**WHAT TO DO**
Once the data has been read, return all of it precisely as written.

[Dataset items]

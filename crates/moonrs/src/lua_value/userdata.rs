// Full userdata: an opaque host-owned payload with an optional metatable
// and one associated Lua value.

use std::any::Any;

use crate::gc::TableId;
use crate::lua_value::value::Value;

pub struct Userdata {
    pub data: Box<dyn Any>,
    pub metatable: Option<TableId>,
    /// The associated "user value".
    pub uservalue: Value,
}

impl Userdata {
    pub fn new(data: Box<dyn Any>) -> Self {
        Userdata {
            data,
            metatable: None,
            uservalue: Value::Nil,
        }
    }

    pub fn downcast_ref<T: 'static>(&self) -> Option<&T> {
        self.data.downcast_ref::<T>()
    }

    pub fn downcast_mut<T: 'static>(&mut self) -> Option<&mut T> {
        self.data.downcast_mut::<T>()
    }

    pub fn gc_size(&self) -> usize {
        std::mem::size_of::<Userdata>() + 64
    }
}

**RESULT FOR THIS EXERCISE**
filename crates/moonrs/src/lua_value/userdata.rs
// Full userdata: an opaque host-owned payload with an optional metatable
// and one associated Lua value.

use std::any::Any;

use crate::gc::TableId;
use crate::lua_value::value::Value;

pub struct Userdata {
    pub data: Box<dyn Any>,
    pub metatable: Option<TableId>,
    /// The associated "user value".
    pub uservalue: Value,
}

impl Userdata {
    pub fn new(data: Box<dyn Any>) -> Self {
        Userdata {
            data,
            metatable: None,
            uservalue: Value::Nil,
        }
    }

    pub fn downcast_ref<T: 'static>(&self) -> Option<&T> {
        self.data.downcast_ref::<T>()
    }

    pub fn downcast_mut<T: 'static>(&mut self) -> Option<&mut T> {
        self.data.downcast_mut::<T>()
    }

    pub fn gc_size(&self) -> usize {
        std::mem::size_of::<Userdata>() + 64
    }
}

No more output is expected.